_Assigned task_:
In the records that follow, locate every line with "installed" and extract it.
**** Exercise data
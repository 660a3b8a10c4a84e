//! Integration tests for the JSON-lines knowledge store.

use std::fs;
use std::sync::Arc;

use tempfile::tempdir;

use sitefab_kb::{
    fingerprint, FixPayload, JsonlKnowledgeStore, KnowledgeEntry, KnowledgeStore,
};

fn entry(log: &str, root_cause: &str) -> KnowledgeEntry {
    KnowledgeEntry::new(
        fingerprint(log),
        log,
        FixPayload {
            file: "src/components/Hero.tsx".to_string(),
            content: "export default function Hero() { return null }".to_string(),
        },
    )
    .with_root_cause(root_cause)
    .with_reasoning("Import the missing dependency")
    .by_agent("debugger")
}

/// Test that recorded entries survive a reload from disk.
#[tokio::test]
async fn test_append_and_reload() {
    let temp = tempdir().unwrap();
    let path = temp.path().join("kb").join("incidents.jsonl");

    let store = JsonlKnowledgeStore::new(&path);
    let log = "Error: Cannot find module 'react'";
    store.record(entry(log, "react not installed")).await.unwrap();
    store
        .record(entry("TypeError: x is undefined", "missing guard"))
        .await
        .unwrap();

    let content = fs::read_to_string(&path).unwrap();
    assert_eq!(content.lines().count(), 2);

    let reopened = JsonlKnowledgeStore::new(&path);
    let found = reopened.lookup_exact(&fingerprint(log)).await.unwrap().unwrap();
    assert_eq!(found.root_cause, "react not installed");
    assert_eq!(found.agent, "debugger");

    let stats = reopened.stats().await.unwrap();
    assert_eq!(stats.entries, 2);
    assert_eq!(stats.by_category.get("ModuleNotFound"), Some(&1));
}

/// Test that corrupt lines are skipped rather than failing the lookup.
#[tokio::test]
async fn test_corrupt_lines_are_skipped() {
    let temp = tempdir().unwrap();
    let path = temp.path().join("incidents.jsonl");

    let good = serde_json::to_string(&entry("SyntaxError: bad token", "typo")).unwrap();
    fs::write(&path, format!("{{broken\n{}\n\nnot json at all\n", good)).unwrap();

    let store = JsonlKnowledgeStore::new(&path);
    let stats = store.stats().await.unwrap();
    assert_eq!(stats.entries, 1);
    assert!(store
        .lookup_exact(&fingerprint("SyntaxError: bad token"))
        .await
        .unwrap()
        .is_some());
}

/// Test that a missing file behaves as an empty knowledge base.
#[tokio::test]
async fn test_missing_file_is_empty() {
    let temp = tempdir().unwrap();
    let store = JsonlKnowledgeStore::new(temp.path().join("none.jsonl"));

    assert!(store
        .lookup_exact(&fingerprint("Error: x"))
        .await
        .unwrap()
        .is_none());
    assert!(store.lookup_similar("Error: x", 3).await.unwrap().is_empty());
    assert_eq!(store.stats().await.unwrap().entries, 0);
}

/// Test that concurrent appends produce one intact line each.
#[tokio::test]
async fn test_concurrent_appends() {
    let temp = tempdir().unwrap();
    let path = temp.path().join("incidents.jsonl");
    let store = Arc::new(JsonlKnowledgeStore::new(&path));

    let mut handles = Vec::new();
    for i in 0..8 {
        let store = Arc::clone(&store);
        handles.push(tokio::spawn(async move {
            store
                .record(entry(&format!("Error: step {} failed", i), "flaky"))
                .await
        }));
    }
    for handle in handles {
        handle.await.unwrap().unwrap();
    }

    let reopened = JsonlKnowledgeStore::new(&path);
    assert_eq!(reopened.stats().await.unwrap().entries, 8);
}

/// Test similarity search across related failures.
#[tokio::test]
async fn test_similar_lookup() {
    let temp = tempdir().unwrap();
    let store = JsonlKnowledgeStore::new(temp.path().join("incidents.jsonl"));

    store
        .record(entry(
            "TypeError: Cannot read properties of undefined (reading 'map')",
            "items prop missing",
        ))
        .await
        .unwrap();
    store
        .record(entry("ReferenceError: window is not defined", "ssr access"))
        .await
        .unwrap();

    let similar = store
        .lookup_similar(
            "TypeError: Cannot read properties of undefined (reading 'filter')",
            2,
        )
        .await
        .unwrap();
    assert!(!similar.is_empty());
    assert_eq!(similar[0].entry.root_cause, "items prop missing");
}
********
_Task result_:
    store.record(entry(log, "react not installed")).await.unwrap();
    assert_eq!(found.root_cause, "react not installed");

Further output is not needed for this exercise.